The deal follows the New York media giant’s announcement last Thursday that it had agreed to buy Investor’s Business Daily for $275 million.
News Corp touted the addition of Houghton Mifflin’s extensive backlist of titles to the company’s HarperCollins publishing unit in a statement Monday.
“Backlists have proven to be a sustainable and growing source of revenues, high margins and cash flow for publishers, particularly evergreen properties with broad, enduring and global appeal,” News Corp said.
Houghton Mifflin Harcourt Books and Media, as the consumer division is known, had net sales of $191.7 million and adjusted earnings before interest, taxes, depreciation and amortization of $26.6 million in 2020, News Corp said.
For its part, Houghton Mifflin said the unit sale would allow the remaining company to “focus singularly on K-12 education and accelerate growth momentum in digital sales, annual recurring revenue and free cash flow while paying down a significant portion of its debt”.
Share price rise
Houghton Mifflin’s shares soared as much as 22 per cent to $7.28 in New York trading Monday. They had risen about 80 per cent this year through March 26th, giving the Boston-based company a stock-market value of about $762 million.

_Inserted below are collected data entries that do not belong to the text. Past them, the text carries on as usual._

// crates/rls-verify-core/src/suites/rocks.rs
// ============================================================================
// Module: Rocks Suite
// Description: Rock scoping, cross-group insert denial, and admin bypass.
// Purpose: Prove rocks stay inside their group unless an admin acts.
// Dependencies: serde_json
// ============================================================================

use serde_json::Value;
use serde_json::json;

use super::CREATED;
use super::INSERT_DENIED;
use super::SuiteContext;
use super::remove_created;
use super::scoped_read;
use crate::assertions::assert_status;
use crate::error::ProbeError;
use crate::tracker::ResultTracker;

/// Resource under test.
const RESOURCE: &str = "rocks";

/// Runs the rocks suite.
pub(super) fn run(
    ctx: &SuiteContext<'_>,
    tracker: &mut ResultTracker<'_>,
) -> Result<(), ProbeError> {
    scoped_read(ctx, tracker, RESOURCE, "rocks SELECT all groups")?;

    if ctx.role.is_restricted() {
        cross_group_insert(ctx, tracker)?;
    }
    if ctx.role.is_admin() {
        admin_insert(ctx, tracker)?;
    }
    Ok(())
}

/// A restricted user must not create a rock in a group it does not belong to.
fn cross_group_insert(
    ctx: &SuiteContext<'_>,
    tracker: &mut ResultTracker<'_>,
) -> Result<(), ProbeError> {
    let Some(other) = ctx.fixture.group_outside(ctx.user_id()) else {
        tracker.record_skip("user is in all groups, cannot test cross-group insert denial");
        return Ok(());
    };
    let quarter_id = ctx.fixture.first_quarter().map_or(Value::Null, |q| json!(q.id));
    let record = json!({
        "title": "RLS Test Rock",
        "group_id": other.id,
        "owner_id": ctx.user_id(),
        "quarter_id": quarter_id,
    });
    let response = ctx.client.insert(RESOURCE, &record)?;
    assert_status(tracker, "rocks INSERT other group BLOCKED", &response, &INSERT_DENIED);
    remove_created(ctx, tracker, RESOURCE, &response)
}

/// An administrator may create a rock in any group.
fn admin_insert(
    ctx: &SuiteContext<'_>,
    tracker: &mut ResultTracker<'_>,
) -> Result<(), ProbeError> {
    let (Some(group), Some(quarter)) = (ctx.fixture.groups.first(), ctx.fixture.first_quarter())
    else {
        tracker.record_skip("no group or quarter for admin rock insert");
        return Ok(());
    };
    let record = json!({
        "title": "RLS Admin Test Rock",
        "group_id": group.id,
        "owner_id": ctx.user_id(),
        "quarter_id": quarter.id,
    });
    let response = ctx.client.insert(RESOURCE, &record)?;
    assert_status(tracker, "rocks INSERT any group (admin bypass)", &response, &CREATED);
    remove_created(ctx, tracker, RESOURCE, &response)
}
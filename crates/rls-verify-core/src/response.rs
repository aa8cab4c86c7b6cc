// crates/rls-verify-core/src/response.rs
// ============================================================================
// Module: REST Responses
// Description: Raw status/body pairs and open-row decoding helpers.
// Purpose: Let assertions inspect non-2xx statuses before any decoding.
// Dependencies: serde_json
// ============================================================================

//! ## Overview
//! REST calls return a [`RestResponse`] without interpreting the status.
//! Rows are decoded on demand into open JSON objects ([`Row`]); callers pick
//! the fields they need through [`RowExt`] instead of a fixed schema.

use serde_json::Map;
use serde_json::Value;

use crate::error::ProbeError;

// ============================================================================
// SECTION: Constants
// ============================================================================

/// Maximum number of body characters carried into failure details.
pub const BODY_SNIPPET_CHARS: usize = 200;

// ============================================================================
// SECTION: Types
// ============================================================================

/// One decoded row: an open mapping from column name to JSON value.
pub type Row = Map<String, Value>;

/// Undecoded HTTP response.
#[derive(Debug, Clone, PartialEq, Eq)]
pub struct RestResponse {
    /// HTTP status code.
    pub status: u16,
    /// Raw response body.
    pub body: String,
}

impl RestResponse {
    /// Creates a response from its parts.
    #[must_use]
    pub fn new(status: u16, body: impl Into<String>) -> Self {
        Self {
            status,
            body: body.into(),
        }
    }

    /// Returns true for 2xx statuses.
    #[must_use]
    pub const fn is_success(&self) -> bool {
        self.status >= 200 && self.status < 300
    }

    /// Returns at most [`BODY_SNIPPET_CHARS`] characters of the body.
    #[must_use]
    pub fn snippet(&self) -> String {
        self.body.chars().take(BODY_SNIPPET_CHARS).collect()
    }

    /// Decodes the body as a JSON array of objects.
    ///
    /// # Errors
    ///
    /// Returns [`ProbeError::Decode`] when the body is not an array of objects.
    pub fn rows(&self, target: &str) -> Result<Vec<Row>, ProbeError> {
        let value: Value = serde_json::from_str(&self.body).map_err(|err| ProbeError::Decode {
            target: target.to_string(),
            message: err.to_string(),
        })?;
        let Value::Array(items) = value else {
            return Err(ProbeError::Decode {
                target: target.to_string(),
                message: "expected a JSON array".to_string(),
            });
        };
        items
            .into_iter()
            .map(|item| match item {
                Value::Object(row) => Ok(row),
                other => Err(ProbeError::Decode {
                    target: target.to_string(),
                    message: format!("expected object rows, found {other}"),
                }),
            })
            .collect()
    }

    /// Returns the `id` of the first returned row, if any.
    ///
    /// # Errors
    ///
    /// Returns [`ProbeError::Decode`] when the body is not an array of objects.
    pub fn first_row_id(&self, target: &str) -> Result<Option<String>, ProbeError> {
        Ok(self.rows(target)?.first().and_then(|row| row.field_text("id")))
    }
}

// ============================================================================
// SECTION: Row Accessors
// ============================================================================

/// Typed accessors over an open [`Row`].
pub trait RowExt {
    /// Returns a string field, or `None` when missing or not a string.
    fn str_field(&self, field: &str) -> Option<&str>;

    /// Returns a scalar field rendered as text (strings unquoted).
    fn field_text(&self, field: &str) -> Option<String>;
}

impl RowExt for Row {
    fn str_field(&self, field: &str) -> Option<&str> {
        self.get(field).and_then(Value::as_str)
    }

    fn field_text(&self, field: &str) -> Option<String> {
        match self.get(field)? {
            Value::String(text) => Some(text.clone()),
            Value::Null => None,
            other => Some(other.to_string()),
        }
    }
}

// ============================================================================
// SECTION: Tests
// ============================================================================
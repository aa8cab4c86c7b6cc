// crates/rls-verify-core/src/client.rs
// ============================================================================
// Module: REST Client Adapter
// Description: End-user PostgREST client bound to one authenticated session.
// Purpose: Issue the same select/insert/update/delete/RPC calls as the app.
// Dependencies: reqwest, serde_json
// ============================================================================

//! ## Overview
//! [`RestClient`] sends requests with the public key as `apikey` and the
//! session access token as bearer, so every call is subject to row-level
//! security exactly as in production. Each method returns the raw
//! [`RestResponse`]; non-2xx statuses are data for the assertion helpers.

use reqwest::Method;
use serde_json::Value;

use crate::auth::Session;
use crate::error::ProbeError;
use crate::query::Filters;
use crate::query::QueryOp;
use crate::query::build_query;
use crate::response::RestResponse;
use crate::transport::Credentials;
use crate::transport::Endpoint;
use crate::transport::HttpTransport;

// ============================================================================
// SECTION: Client
// ============================================================================

/// REST client authenticated as a single end user.
#[derive(Debug, Clone)]
pub struct RestClient {
    /// Shared HTTP transport.
    transport: HttpTransport,
    /// Anon key plus the user's access token.
    credentials: Credentials,
}

impl RestClient {
    /// Creates a client for `session` against `endpoint`.
    ///
    /// # Errors
    ///
    /// Returns [`ProbeError::Transport`] when the HTTP client cannot be built.
    pub fn new(endpoint: &Endpoint, session: &Session) -> Result<Self, ProbeError> {
        Ok(Self {
            transport: HttpTransport::new(endpoint)?,
            credentials: Credentials {
                api_key: endpoint.anon_key.clone(),
                bearer: session.access_token.clone(),
            },
        })
    }

    /// Reads `resource` with a column projection and equality filters.
    ///
    /// # Errors
    ///
    /// Returns [`ProbeError`] on transport failure or an invalid query.
    pub fn select(
        &self,
        resource: &str,
        columns: &str,
        filters: &Filters,
    ) -> Result<RestResponse, ProbeError> {
        let query = build_query(&QueryOp::select(columns), filters)?;
        let url = self.transport.url(&["rest", "v1", resource], &query)?;
        self.transport.send(resource, Method::GET, url, &self.credentials, true, None)
    }

    /// Inserts `record` into `resource`.
    ///
    /// # Errors
    ///
    /// Returns [`ProbeError`] on transport failure.
    pub fn insert(&self, resource: &str, record: &Value) -> Result<RestResponse, ProbeError> {
        let url = self.transport.url(&["rest", "v1", resource], &[])?;
        self.transport.send(resource, Method::POST, url, &self.credentials, true, Some(record))
    }

    /// Applies a partial update to the rows of `resource` matching `filters`.
    ///
    /// # Errors
    ///
    /// Returns [`ProbeError`] on transport failure or when `filters` is empty.
    pub fn update(
        &self,
        resource: &str,
        fields: &Value,
        filters: &Filters,
    ) -> Result<RestResponse, ProbeError> {
        let query = build_query(&QueryOp::Update, filters)?;
        let url = self.transport.url(&["rest", "v1", resource], &query)?;
        self.transport.send(resource, Method::PATCH, url, &self.credentials, true, Some(fields))
    }

    /// Deletes the rows of `resource` matching `filters`.
    ///
    /// # Errors
    ///
    /// Returns [`ProbeError`] on transport failure or when `filters` is empty.
    pub fn delete(&self, resource: &str, filters: &Filters) -> Result<RestResponse, ProbeError> {
        let query = build_query(&QueryOp::Delete, filters)?;
        let url = self.transport.url(&["rest", "v1", resource], &query)?;
        self.transport.send(resource, Method::DELETE, url, &self.credentials, true, None)
    }

    /// Invokes the remote procedure `name` with a flat parameter mapping.
    ///
    /// # Errors
    ///
    /// Returns [`ProbeError`] on transport failure.
    pub fn rpc(&self, name: &str, params: &Value) -> Result<RestResponse, ProbeError> {
        let url = self.transport.url(&["rest", "v1", "rpc", name], &[])?;
        let target = format!("rpc/{name}");
        self.transport.send(&target, Method::POST, url, &self.credentials, true, Some(params))
    }
}
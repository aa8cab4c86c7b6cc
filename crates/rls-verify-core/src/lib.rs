// crates/rls-verify-core/src/lib.rs
// ============================================================================
// Module: RLS Verify Core Library
// Description: Row-level-security verification harness for PostgREST backends.
// Purpose: Authenticate as each role, probe protected resources, and tally outcomes.
// Dependencies: reqwest, serde, serde_json, thiserror, url
// ============================================================================

//! ## Overview
//! `rls-verify-core` drives access-control probes against a PostgREST-style
//! REST layer. A privileged [`AdminClient`] discovers reference data, a
//! [`SessionIssuer`] mints per-user sessions, and each [`RestClient`] issues
//! the same calls the production application would. Suites record their
//! verdicts into an explicit [`ResultTracker`] owned by the [`Harness`].
//!
//! Execution is strictly sequential: one role, one suite, one HTTP call at a
//! time. Mutating probes that succeed are compensated through the admin
//! accessor before the next assertion runs.

// ============================================================================
// SECTION: Modules
// ============================================================================

pub mod admin;
pub mod assertions;
pub mod auth;
pub mod client;
pub mod discovery;
pub mod error;
pub mod events;
pub mod harness;
pub mod query;
pub mod report;
pub mod response;
pub mod role;
pub mod suites;
pub mod tracker;
pub mod transport;

// ============================================================================
// SECTION: Re-Exports
// ============================================================================

pub use admin::AdminClient;
pub use auth::Session;
pub use auth::SessionIssuer;
pub use client::RestClient;
pub use discovery::Fixture;
pub use discovery::Profile;
pub use discovery::discover;
pub use error::ProbeError;
pub use events::FanoutSink;
pub use events::JsonLinesSink;
pub use events::NoopSink;
pub use events::ProgressEvent;
pub use events::ProgressSink;
pub use events::RecordingSink;
pub use harness::Harness;
pub use harness::RunOutcome;
pub use harness::RunPlan;
pub use query::Filters;
pub use query::QueryError;
pub use query::QueryOp;
pub use query::build_query;
pub use report::RunReport;
pub use response::RestResponse;
pub use response::Row;
pub use role::Role;
pub use role::UnknownRole;
pub use suites::Suite;
pub use suites::UnknownSuite;
pub use tracker::OutcomeStatus;
pub use tracker::ResultTracker;
pub use tracker::RunSummary;
pub use tracker::TestOutcome;
pub use transport::Endpoint;
pub use transport::SecretKey;
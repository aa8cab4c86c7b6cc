// crates/rls-verify-core/src/suites/profiles.rs
// ============================================================================
// Module: Profiles Suite
// Description: Profile visibility, self-edit, and role-escalation checks.
// Purpose: Prove users can edit their name but never promote themselves.
// Dependencies: serde_json
// ============================================================================

use serde_json::json;

use super::SuiteContext;
use super::UPDATED;
use super::restore_fields;
use crate::assertions::assert_row_presence;
use crate::assertions::assert_status;
use crate::error::ProbeError;
use crate::query::Filters;
use crate::role::Role;
use crate::tracker::ResultTracker;

/// Resource under test.
const RESOURCE: &str = "profiles";
/// Temporary name written by the self-edit probe.
const PROBE_NAME: &str = "Test Name Temp";
/// Statuses accepted when the escalation trigger rejects a role change.
const ESCALATION_DENIED: [u16; 4] = [400, 403, 409, 500];

/// Runs the profiles suite.
pub(super) fn run(
    ctx: &SuiteContext<'_>,
    tracker: &mut ResultTracker<'_>,
) -> Result<(), ProbeError> {
    let response = ctx.client.select(RESOURCE, "*", &Filters::new())?;
    assert_row_presence(tracker, "profiles SELECT all", &response, true)?;

    if ctx.role.is_restricted() {
        own_name_update(ctx, tracker)?;
        self_escalation(ctx, tracker)?;
    }
    if ctx.role.is_admin() {
        admin_role_change(ctx, tracker)?;
    }
    Ok(())
}

/// Restricted users may rename themselves; the name is restored afterwards.
fn own_name_update(
    ctx: &SuiteContext<'_>,
    tracker: &mut ResultTracker<'_>,
) -> Result<(), ProbeError> {
    let own = Filters::eq("id", ctx.user_id());
    let response = ctx.client.update(RESOURCE, &json!({"full_name": PROBE_NAME}), &own)?;
    assert_status(tracker, "profiles UPDATE own name", &response, &UPDATED);
    if response.is_success() {
        let original = json!({"full_name": ctx.user.full_name});
        restore_fields(ctx, tracker, RESOURCE, ctx.user_id(), &original)?;
    }
    Ok(())
}

/// Restricted users must not be able to change their own role.
fn self_escalation(
    ctx: &SuiteContext<'_>,
    tracker: &mut ResultTracker<'_>,
) -> Result<(), ProbeError> {
    let own = Filters::eq("id", ctx.user_id());
    let escalate = json!({"role": Role::SystemAdmin.as_str()});
    let response = ctx.client.update(RESOURCE, &escalate, &own)?;
    assert_status(tracker, "profiles UPDATE role BLOCKED (trigger)", &response, &ESCALATION_DENIED);
    if response.is_success() {
        let original = json!({"role": ctx.user.role});
        restore_fields(ctx, tracker, RESOURCE, ctx.user_id(), &original)?;
    }
    Ok(())
}

/// Administrators may change another user's role; it is reverted afterwards.
fn admin_role_change(
    ctx: &SuiteContext<'_>,
    tracker: &mut ResultTracker<'_>,
) -> Result<(), ProbeError> {
    let Some(member) = ctx.fixture.find_user_by_role(Role::TeamMember) else {
        tracker.record_skip("no team_member user to test role update on");
        return Ok(());
    };
    let target = Filters::eq("id", member.id.as_str());
    let promote = json!({"role": Role::Executive.as_str()});
    let response = ctx.client.update(RESOURCE, &promote, &target)?;
    assert_status(tracker, "profiles UPDATE other role ALLOWED", &response, &UPDATED);
    if response.is_success() {
        let original = json!({"role": Role::TeamMember.as_str()});
        restore_fields(ctx, tracker, RESOURCE, &member.id, &original)?;
    }
    Ok(())
}
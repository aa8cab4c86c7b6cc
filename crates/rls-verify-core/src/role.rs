// crates/rls-verify-core/src/role.rs
// ============================================================================
// Module: Caller Roles
// Description: Closed set of application roles exercised by the harness.
// Purpose: Classify callers into restricted, elevated, and administrative tiers.
// Dependencies: serde
// ============================================================================

//! ## Overview
//! Profiles carry a role string. Only the three known roles are ever selected
//! for a test pass; unknown strings are kept as text in the fixture and
//! ignored by the orchestrator.

use std::fmt;
use std::str::FromStr;

use serde::Deserialize;
use serde::Serialize;

// ============================================================================
// SECTION: Types
// ============================================================================

/// Application role held by a profile.
#[derive(Debug, Clone, Copy, PartialEq, Eq, Hash, PartialOrd, Ord, Serialize, Deserialize)]
#[serde(rename_all = "snake_case")]
pub enum Role {
    /// Restricted team member scoped to its own groups.
    TeamMember,
    /// Elevated reader with cross-group visibility and no admin writes.
    Executive,
    /// Administrator that bypasses group scoping.
    SystemAdmin,
}

impl Role {
    /// Canonical test-plan order: restricted, elevated, administrative.
    pub const ALL: [Self; 3] = [Self::TeamMember, Self::Executive, Self::SystemAdmin];

    /// Returns the wire label stored in `profiles.role`.
    #[must_use]
    pub const fn as_str(self) -> &'static str {
        match self {
            Self::TeamMember => "team_member",
            Self::Executive => "executive",
            Self::SystemAdmin => "system_admin",
        }
    }

    /// Returns true for the role whose reads are scoped to its memberships.
    #[must_use]
    pub const fn is_restricted(self) -> bool {
        matches!(self, Self::TeamMember)
    }

    /// Returns true for the administrative role.
    #[must_use]
    pub const fn is_admin(self) -> bool {
        matches!(self, Self::SystemAdmin)
    }
}

impl fmt::Display for Role {
    fn fmt(&self, f: &mut fmt::Formatter<'_>) -> fmt::Result {
        f.write_str(self.as_str())
    }
}

/// Error returned when a role label is not recognized.
#[derive(Debug, Clone, PartialEq, Eq, thiserror::Error)]
#[error("unknown role: {0}")]
pub struct UnknownRole(pub String);

impl FromStr for Role {
    type Err = UnknownRole;

    fn from_str(value: &str) -> Result<Self, Self::Err> {
        Self::ALL
            .into_iter()
            .find(|role| role.as_str() == value)
            .ok_or_else(|| UnknownRole(value.to_string()))
    }
}

// ============================================================================
// SECTION: Tests
// ============================================================================
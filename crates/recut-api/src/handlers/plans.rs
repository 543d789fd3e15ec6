//! Plan generation endpoints.

use axum::extract::{Path, State};
use axum::Json;
use serde::Deserialize;
use serde_json::json;

use recut_models::{ErrorCode, JobId, JobKind, MediaId, Plan, PlanId};
use recut_registry::Registry;

use crate::error::{ApiError, ApiResult};
use crate::handlers::enqueue_job;
use crate::handlers::media::load_media;
use crate::state::AppState;

#[derive(Debug, Deserialize)]
pub struct HeuristicPlanRequest {
    #[serde(default)]
    pub candidate_index: Option<usize>,
    #[serde(default)]
    pub start: Option<f64>,
    #[serde(default)]
    pub end: Option<f64>,
}

/// POST /media/:id/plans/heuristic
pub async fn create_heuristic_plan(
    State(state): State<AppState>,
    Path(media_id): Path<String>,
    Json(body): Json<HeuristicPlanRequest>,
) -> ApiResult<Json<serde_json::Value>> {
    let id = MediaId::from_string(media_id);
    let media = load_media(&state, &id).await?;
    if !media.has_content() {
        return Err(ApiError::coded(
            ErrorCode::EmptySource,
            "media has no content to plan against",
        ));
    }

    let window_given = body.start.is_some() && body.end.is_some();
    if body.candidate_index.is_none() && !window_given {
        return Err(ApiError::bad_request(
            "provide candidate_index or a start/end window",
        ));
    }
    if let (Some(start), Some(end)) = (body.start, body.end) {
        if !(start < end) {
            return Err(ApiError::bad_request("start must precede end"));
        }
    }

    let input = json!({
        "candidate_index": body.candidate_index,
        "start": body.start,
        "end": body.end,
    });
    let plan_job_id = enqueue_job(&state, id, JobKind::PlanHeuristic, input)
        .await?
        .ok_or_else(|| ApiError::internal("plan enqueue collapsed unexpectedly"))?;

    Ok(Json(json!({"plan_job_id": plan_job_id})))
}

#[derive(Debug, Deserialize)]
pub struct StoryPlanRequest {
    pub story_prompt: String,
    #[serde(default)]
    pub summary: Option<String>,
    #[serde(default)]
    pub target_audience: Option<String>,
    #[serde(default)]
    pub tone: Option<String>,
    #[serde(default)]
    pub key_message: Option<String>,
    #[serde(default)]
    pub style_preferences: Vec<String>,
    pub desired_length_pct: f64,
    #[serde(default)]
    pub tolerance_pct: Option<f64>,
    #[serde(default)]
    pub strict_coverage: bool,
}

/// POST /media/:id/plans/story — runs compression, prompting, the external
/// model and validation asynchronously.
pub async fn create_story_plan(
    State(state): State<AppState>,
    Path(media_id): Path<String>,
    Json(body): Json<StoryPlanRequest>,
) -> ApiResult<Json<serde_json::Value>> {
    let id = MediaId::from_string(media_id);
    let media = load_media(&state, &id).await?;
    if !media.has_content() {
        return Err(ApiError::coded(
            ErrorCode::EmptySource,
            "media has no content to plan against",
        ));
    }

    if body.story_prompt.trim().is_empty() {
        return Err(ApiError::bad_request("story_prompt must not be empty"));
    }
    if !(body.desired_length_pct > 0.0 && body.desired_length_pct <= 1.0) {
        return Err(ApiError::bad_request(
            "desired_length_pct must be in (0, 1]",
        ));
    }

    let tolerance_pct = body
        .tolerance_pct
        .unwrap_or(state.pipeline_config.plan_coverage_tolerance_pct / 100.0);

    let input = json!({
        "story_prompt": body.story_prompt,
        "summary": body.summary,
        "target_audience": body.target_audience,
        "tone": body.tone,
        "key_message": body.key_message,
        "style_preferences": body.style_preferences,
        "desired_length_pct": body.desired_length_pct,
        "tolerance_pct": tolerance_pct,
        "strict_coverage": body.strict_coverage,
    });
    let plan_job_id = enqueue_job(&state, id, JobKind::PlanStory, input)
        .await?
        .ok_or_else(|| ApiError::internal("plan enqueue collapsed unexpectedly"))?;

    Ok(Json(json!({"plan_job_id": plan_job_id})))
}

/// GET /plans/:plan_id — validated plan with warnings and advisory payloads.
pub async fn get_plan(
    State(state): State<AppState>,
    Path(plan_id): Path<String>,
) -> ApiResult<Json<Plan>> {
    let plan = state
        .registry
        .get_plan(&PlanId::from_string(plan_id))
        .await?
        .ok_or_else(|| ApiError::not_found("plan not found"))?;
    Ok(Json(plan))
}

#[derive(Debug, Deserialize)]
pub struct RenderPlanRequest {
    pub aspect_ratios: Vec<String>,
    #[serde(default)]
    pub captions: bool,
    #[serde(default)]
    pub normalise_audio: bool,
}

/// POST /plans/:plan_id/render — enqueue per-ratio renders via one
/// ApplyPlan job.
pub async fn render_plan(
    State(state): State<AppState>,
    Path(plan_id): Path<String>,
    Json(body): Json<RenderPlanRequest>,
) -> ApiResult<Json<serde_json::Value>> {
    let plan_id = PlanId::from_string(plan_id);
    let plan = state
        .registry
        .get_plan(&plan_id)
        .await?
        .ok_or_else(|| ApiError::not_found("plan not found"))?;

    if matches!(
        plan.status,
        recut_models::PlanStatus::Draft | recut_models::PlanStatus::Rejected
    ) {
        return Err(ApiError::bad_request(format!(
            "plan is not renderable (status {})",
            plan.status.as_str()
        )));
    }

    if body.aspect_ratios.is_empty() {
        return Err(ApiError::bad_request("aspect_ratios must not be empty"));
    }
    let mut ratios: Vec<recut_models::AspectRatio> = Vec::new();
    for raw in &body.aspect_ratios {
        let ratio: recut_models::AspectRatio = raw
            .parse()
            .map_err(|e| ApiError::bad_request(format!("{}", e)))?;
        if !ratios.contains(&ratio) {
            ratios.push(ratio);
        }
    }

    let input = json!({
        "plan_id": plan_id,
        "aspect_ratios": ratios,
        "captions": body.captions,
        "normalise_audio": body.normalise_audio,
    });
    let apply_job_id: JobId = enqueue_job(&state, plan.media_id.clone(), JobKind::ApplyPlan, input)
        .await?
        .ok_or_else(|| ApiError::internal("apply enqueue collapsed unexpectedly"))?;

    Ok(Json(json!({"apply_job_id": apply_job_id})))
}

The long-established Houghton Mifflin became Houghton Mifflin Harcourt in 2007 after Riverdeep, the electronic publishing business founded by Irish financier Barry O’Callaghan, completed a $5 billion reverse takeover of Houghton Mifflin and then purchased Harcourt Education and other units from publisher Reed Elsevier.
A recapitalisation of the business in 2010 saw the equity stakes of several Irish investors, including Mr O’Callaghan’s, were written down to zero, and the company subsequently went public in 2013.